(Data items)

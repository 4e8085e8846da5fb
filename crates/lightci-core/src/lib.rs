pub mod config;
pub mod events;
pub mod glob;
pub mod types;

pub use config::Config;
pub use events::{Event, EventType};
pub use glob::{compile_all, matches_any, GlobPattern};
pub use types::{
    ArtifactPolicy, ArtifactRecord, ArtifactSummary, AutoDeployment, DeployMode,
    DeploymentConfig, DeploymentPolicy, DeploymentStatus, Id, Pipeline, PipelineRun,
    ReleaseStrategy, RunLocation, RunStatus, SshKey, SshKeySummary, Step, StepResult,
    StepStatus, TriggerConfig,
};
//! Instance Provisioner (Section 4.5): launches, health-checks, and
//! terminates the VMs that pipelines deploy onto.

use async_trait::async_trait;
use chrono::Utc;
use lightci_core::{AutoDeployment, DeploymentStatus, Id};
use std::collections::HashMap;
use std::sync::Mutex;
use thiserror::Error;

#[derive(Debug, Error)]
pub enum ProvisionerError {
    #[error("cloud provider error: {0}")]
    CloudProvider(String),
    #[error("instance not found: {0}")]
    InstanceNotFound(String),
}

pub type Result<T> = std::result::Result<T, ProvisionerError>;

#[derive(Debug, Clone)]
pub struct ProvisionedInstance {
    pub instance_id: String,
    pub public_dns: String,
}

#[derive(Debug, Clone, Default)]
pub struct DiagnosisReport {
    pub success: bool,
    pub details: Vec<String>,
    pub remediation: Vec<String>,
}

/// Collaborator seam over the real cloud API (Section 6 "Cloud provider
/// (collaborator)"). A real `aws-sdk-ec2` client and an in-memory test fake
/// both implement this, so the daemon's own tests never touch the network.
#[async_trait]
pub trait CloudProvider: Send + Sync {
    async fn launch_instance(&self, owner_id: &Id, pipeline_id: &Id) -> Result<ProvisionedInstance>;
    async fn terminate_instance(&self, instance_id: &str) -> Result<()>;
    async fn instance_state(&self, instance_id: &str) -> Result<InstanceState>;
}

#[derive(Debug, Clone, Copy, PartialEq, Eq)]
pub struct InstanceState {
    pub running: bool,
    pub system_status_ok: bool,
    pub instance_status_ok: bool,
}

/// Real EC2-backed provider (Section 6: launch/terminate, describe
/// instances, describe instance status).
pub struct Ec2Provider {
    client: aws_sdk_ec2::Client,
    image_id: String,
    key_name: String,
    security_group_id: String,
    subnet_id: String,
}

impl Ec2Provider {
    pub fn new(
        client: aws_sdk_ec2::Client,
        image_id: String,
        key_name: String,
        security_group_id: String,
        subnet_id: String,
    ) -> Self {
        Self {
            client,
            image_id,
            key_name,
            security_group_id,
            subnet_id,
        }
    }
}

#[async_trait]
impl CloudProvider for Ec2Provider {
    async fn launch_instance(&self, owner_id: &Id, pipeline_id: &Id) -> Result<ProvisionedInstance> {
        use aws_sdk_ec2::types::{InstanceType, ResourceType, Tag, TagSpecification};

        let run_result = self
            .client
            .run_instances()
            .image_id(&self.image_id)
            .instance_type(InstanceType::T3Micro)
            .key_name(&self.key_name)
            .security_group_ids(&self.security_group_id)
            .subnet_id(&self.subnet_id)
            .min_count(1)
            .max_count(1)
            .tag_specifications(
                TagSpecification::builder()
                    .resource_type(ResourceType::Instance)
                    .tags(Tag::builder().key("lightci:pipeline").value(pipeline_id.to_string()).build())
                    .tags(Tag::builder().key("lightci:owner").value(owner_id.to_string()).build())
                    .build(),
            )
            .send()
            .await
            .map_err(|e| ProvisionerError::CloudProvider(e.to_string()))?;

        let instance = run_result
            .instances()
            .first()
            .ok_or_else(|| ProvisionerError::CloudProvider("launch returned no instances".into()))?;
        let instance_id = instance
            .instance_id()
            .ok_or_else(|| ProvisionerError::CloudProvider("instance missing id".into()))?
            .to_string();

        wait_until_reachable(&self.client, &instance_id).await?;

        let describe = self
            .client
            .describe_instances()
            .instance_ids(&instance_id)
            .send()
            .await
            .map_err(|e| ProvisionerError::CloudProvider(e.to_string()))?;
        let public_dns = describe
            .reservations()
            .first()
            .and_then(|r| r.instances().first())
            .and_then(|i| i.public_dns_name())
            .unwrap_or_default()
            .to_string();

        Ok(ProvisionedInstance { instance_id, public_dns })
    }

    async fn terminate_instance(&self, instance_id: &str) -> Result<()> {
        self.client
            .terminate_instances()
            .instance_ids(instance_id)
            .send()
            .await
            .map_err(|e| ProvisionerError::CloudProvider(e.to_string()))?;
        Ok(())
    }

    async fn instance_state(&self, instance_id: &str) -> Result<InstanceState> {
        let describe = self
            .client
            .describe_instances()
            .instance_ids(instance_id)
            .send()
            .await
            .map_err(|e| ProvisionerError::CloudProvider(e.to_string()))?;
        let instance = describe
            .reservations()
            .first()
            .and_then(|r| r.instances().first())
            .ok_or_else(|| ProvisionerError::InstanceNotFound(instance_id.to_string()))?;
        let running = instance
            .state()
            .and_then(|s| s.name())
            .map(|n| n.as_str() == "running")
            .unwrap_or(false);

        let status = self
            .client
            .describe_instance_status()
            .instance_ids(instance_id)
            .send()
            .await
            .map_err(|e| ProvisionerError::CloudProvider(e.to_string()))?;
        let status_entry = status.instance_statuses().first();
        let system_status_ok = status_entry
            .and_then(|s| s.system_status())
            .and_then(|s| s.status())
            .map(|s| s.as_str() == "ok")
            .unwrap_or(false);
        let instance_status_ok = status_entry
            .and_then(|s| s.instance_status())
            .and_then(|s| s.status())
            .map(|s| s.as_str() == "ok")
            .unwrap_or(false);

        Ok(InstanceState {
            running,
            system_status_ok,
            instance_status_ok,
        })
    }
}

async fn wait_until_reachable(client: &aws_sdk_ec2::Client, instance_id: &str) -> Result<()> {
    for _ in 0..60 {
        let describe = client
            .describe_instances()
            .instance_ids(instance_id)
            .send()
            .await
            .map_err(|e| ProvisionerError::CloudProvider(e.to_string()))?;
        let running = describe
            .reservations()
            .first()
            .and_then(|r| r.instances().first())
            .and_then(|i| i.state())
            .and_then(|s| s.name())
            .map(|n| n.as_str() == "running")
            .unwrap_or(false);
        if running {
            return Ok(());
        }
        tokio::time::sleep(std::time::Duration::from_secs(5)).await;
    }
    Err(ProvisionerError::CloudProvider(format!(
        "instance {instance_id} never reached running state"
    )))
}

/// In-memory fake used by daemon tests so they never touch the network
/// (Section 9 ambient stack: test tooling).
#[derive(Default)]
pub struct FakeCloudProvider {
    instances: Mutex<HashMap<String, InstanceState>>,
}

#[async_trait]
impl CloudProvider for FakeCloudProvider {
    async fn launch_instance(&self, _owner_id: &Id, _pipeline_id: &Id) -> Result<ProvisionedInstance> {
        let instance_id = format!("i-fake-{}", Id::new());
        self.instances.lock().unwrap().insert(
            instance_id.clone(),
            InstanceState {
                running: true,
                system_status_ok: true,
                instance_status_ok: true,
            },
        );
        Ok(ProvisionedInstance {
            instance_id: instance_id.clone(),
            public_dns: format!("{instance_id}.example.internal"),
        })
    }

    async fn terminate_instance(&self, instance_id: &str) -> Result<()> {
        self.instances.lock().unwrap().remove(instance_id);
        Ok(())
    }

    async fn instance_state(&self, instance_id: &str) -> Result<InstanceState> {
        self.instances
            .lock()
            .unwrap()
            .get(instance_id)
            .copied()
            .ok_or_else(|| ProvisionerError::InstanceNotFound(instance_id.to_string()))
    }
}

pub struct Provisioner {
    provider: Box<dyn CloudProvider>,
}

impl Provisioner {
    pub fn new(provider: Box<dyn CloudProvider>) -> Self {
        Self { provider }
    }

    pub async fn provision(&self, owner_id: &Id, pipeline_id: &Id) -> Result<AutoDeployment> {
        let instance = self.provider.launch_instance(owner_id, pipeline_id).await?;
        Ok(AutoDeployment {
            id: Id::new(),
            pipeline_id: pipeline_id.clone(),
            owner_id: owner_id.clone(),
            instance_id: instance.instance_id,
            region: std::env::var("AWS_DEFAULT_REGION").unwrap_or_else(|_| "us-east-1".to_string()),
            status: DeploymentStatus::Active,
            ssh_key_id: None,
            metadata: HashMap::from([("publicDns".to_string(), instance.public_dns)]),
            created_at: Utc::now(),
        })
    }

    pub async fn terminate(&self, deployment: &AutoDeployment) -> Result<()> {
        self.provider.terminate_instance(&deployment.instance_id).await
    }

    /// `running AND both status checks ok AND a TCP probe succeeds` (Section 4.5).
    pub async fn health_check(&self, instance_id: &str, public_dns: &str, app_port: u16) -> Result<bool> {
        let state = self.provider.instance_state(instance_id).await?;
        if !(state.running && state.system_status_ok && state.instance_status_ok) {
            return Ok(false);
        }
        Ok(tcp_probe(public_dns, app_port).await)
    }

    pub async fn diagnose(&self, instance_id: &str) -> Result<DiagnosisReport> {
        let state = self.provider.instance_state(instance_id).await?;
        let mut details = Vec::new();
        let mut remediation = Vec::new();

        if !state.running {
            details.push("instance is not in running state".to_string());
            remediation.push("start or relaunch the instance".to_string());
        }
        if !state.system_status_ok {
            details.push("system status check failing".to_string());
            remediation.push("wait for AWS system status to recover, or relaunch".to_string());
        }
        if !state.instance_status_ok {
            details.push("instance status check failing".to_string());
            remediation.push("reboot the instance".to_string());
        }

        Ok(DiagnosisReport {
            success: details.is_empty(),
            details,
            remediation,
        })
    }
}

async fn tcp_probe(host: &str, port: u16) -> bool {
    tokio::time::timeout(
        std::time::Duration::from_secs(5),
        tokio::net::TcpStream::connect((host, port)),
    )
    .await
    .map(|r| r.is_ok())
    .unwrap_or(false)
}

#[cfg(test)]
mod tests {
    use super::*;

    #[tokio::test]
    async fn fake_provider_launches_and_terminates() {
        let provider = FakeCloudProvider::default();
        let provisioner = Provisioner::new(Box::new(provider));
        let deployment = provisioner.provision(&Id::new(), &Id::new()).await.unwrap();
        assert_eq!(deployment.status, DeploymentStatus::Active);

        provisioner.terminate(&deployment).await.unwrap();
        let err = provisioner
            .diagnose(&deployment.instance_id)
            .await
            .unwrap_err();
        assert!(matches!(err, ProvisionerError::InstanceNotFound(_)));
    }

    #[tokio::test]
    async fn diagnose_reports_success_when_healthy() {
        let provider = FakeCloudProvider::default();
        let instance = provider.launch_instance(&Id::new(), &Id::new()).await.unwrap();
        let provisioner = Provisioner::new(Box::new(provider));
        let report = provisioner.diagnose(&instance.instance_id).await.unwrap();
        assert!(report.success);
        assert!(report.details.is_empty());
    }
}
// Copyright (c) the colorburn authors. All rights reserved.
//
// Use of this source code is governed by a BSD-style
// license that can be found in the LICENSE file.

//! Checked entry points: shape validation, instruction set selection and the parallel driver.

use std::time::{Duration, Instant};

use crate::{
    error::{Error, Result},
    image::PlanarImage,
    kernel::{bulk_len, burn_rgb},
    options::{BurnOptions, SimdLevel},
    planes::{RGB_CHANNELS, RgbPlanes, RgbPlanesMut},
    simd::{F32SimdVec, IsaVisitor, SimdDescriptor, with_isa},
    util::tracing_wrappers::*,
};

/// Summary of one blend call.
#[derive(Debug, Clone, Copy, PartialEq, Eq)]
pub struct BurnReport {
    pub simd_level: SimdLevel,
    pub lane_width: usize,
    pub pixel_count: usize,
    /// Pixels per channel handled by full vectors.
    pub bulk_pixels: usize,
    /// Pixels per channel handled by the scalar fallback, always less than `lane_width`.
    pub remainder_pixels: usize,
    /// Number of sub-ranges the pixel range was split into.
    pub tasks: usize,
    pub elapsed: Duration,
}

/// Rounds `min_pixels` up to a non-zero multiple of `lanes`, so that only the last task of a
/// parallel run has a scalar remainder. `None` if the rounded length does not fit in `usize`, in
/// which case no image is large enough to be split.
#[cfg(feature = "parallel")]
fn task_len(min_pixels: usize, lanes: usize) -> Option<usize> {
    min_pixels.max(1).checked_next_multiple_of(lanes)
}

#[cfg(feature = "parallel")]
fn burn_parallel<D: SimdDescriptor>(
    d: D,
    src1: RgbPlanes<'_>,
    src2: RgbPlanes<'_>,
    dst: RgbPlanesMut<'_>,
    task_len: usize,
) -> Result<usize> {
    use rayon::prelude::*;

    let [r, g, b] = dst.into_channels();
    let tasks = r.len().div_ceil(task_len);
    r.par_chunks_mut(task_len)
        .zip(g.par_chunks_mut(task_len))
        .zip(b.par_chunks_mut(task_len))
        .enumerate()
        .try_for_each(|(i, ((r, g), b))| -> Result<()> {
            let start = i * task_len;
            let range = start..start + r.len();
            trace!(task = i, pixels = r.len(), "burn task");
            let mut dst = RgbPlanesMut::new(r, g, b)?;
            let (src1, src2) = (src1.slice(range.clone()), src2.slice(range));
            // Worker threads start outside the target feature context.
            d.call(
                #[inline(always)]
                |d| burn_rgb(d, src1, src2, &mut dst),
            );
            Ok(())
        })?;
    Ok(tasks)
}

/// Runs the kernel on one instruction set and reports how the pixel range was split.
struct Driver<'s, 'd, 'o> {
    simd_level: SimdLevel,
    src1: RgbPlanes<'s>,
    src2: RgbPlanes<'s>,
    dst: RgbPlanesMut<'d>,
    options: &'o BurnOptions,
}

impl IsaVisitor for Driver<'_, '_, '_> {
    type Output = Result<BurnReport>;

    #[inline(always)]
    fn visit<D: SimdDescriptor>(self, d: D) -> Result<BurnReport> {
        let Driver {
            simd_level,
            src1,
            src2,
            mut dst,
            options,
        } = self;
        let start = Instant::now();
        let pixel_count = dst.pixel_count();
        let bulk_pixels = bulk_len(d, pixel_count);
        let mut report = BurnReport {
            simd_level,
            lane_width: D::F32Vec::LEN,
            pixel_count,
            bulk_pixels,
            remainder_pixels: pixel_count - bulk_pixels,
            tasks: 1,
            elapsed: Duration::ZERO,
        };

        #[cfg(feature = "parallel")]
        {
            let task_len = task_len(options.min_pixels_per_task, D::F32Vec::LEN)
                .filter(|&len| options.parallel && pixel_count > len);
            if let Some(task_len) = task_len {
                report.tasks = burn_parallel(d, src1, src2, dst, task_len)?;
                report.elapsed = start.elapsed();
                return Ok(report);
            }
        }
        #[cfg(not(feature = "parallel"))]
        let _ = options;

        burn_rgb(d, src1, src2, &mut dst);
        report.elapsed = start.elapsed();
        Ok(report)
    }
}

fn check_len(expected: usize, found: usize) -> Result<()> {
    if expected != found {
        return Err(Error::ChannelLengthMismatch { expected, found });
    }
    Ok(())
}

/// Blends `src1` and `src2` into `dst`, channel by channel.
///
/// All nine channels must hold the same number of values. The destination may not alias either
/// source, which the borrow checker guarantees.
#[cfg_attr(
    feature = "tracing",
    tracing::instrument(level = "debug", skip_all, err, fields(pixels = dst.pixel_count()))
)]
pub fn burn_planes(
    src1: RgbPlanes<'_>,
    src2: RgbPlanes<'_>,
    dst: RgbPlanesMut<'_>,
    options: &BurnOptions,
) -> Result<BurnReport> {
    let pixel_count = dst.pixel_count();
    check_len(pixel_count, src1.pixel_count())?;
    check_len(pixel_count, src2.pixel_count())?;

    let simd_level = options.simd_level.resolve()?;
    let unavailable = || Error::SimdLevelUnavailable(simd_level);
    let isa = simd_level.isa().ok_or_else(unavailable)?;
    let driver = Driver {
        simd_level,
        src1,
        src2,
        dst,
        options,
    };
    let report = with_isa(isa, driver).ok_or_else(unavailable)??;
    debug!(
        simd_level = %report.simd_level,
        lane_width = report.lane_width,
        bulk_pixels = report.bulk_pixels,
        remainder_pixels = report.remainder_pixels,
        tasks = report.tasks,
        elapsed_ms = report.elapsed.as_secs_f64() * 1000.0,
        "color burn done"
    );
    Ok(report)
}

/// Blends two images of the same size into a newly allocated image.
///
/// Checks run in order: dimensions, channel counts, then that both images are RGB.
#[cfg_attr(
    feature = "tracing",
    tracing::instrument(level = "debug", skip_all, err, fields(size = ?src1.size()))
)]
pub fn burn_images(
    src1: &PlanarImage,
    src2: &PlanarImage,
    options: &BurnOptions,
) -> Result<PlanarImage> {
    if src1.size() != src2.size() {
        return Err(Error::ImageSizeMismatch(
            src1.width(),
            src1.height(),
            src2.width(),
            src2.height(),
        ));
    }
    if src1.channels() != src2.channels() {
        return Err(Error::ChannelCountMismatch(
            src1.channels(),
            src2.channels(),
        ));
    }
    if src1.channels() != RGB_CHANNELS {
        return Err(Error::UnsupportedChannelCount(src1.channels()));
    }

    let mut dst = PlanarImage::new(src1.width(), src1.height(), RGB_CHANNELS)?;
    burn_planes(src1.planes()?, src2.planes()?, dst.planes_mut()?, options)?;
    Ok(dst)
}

_Your goal:_ Your answer should be only a number: how many lines in the records hold the word "push".

_Response box:_ 6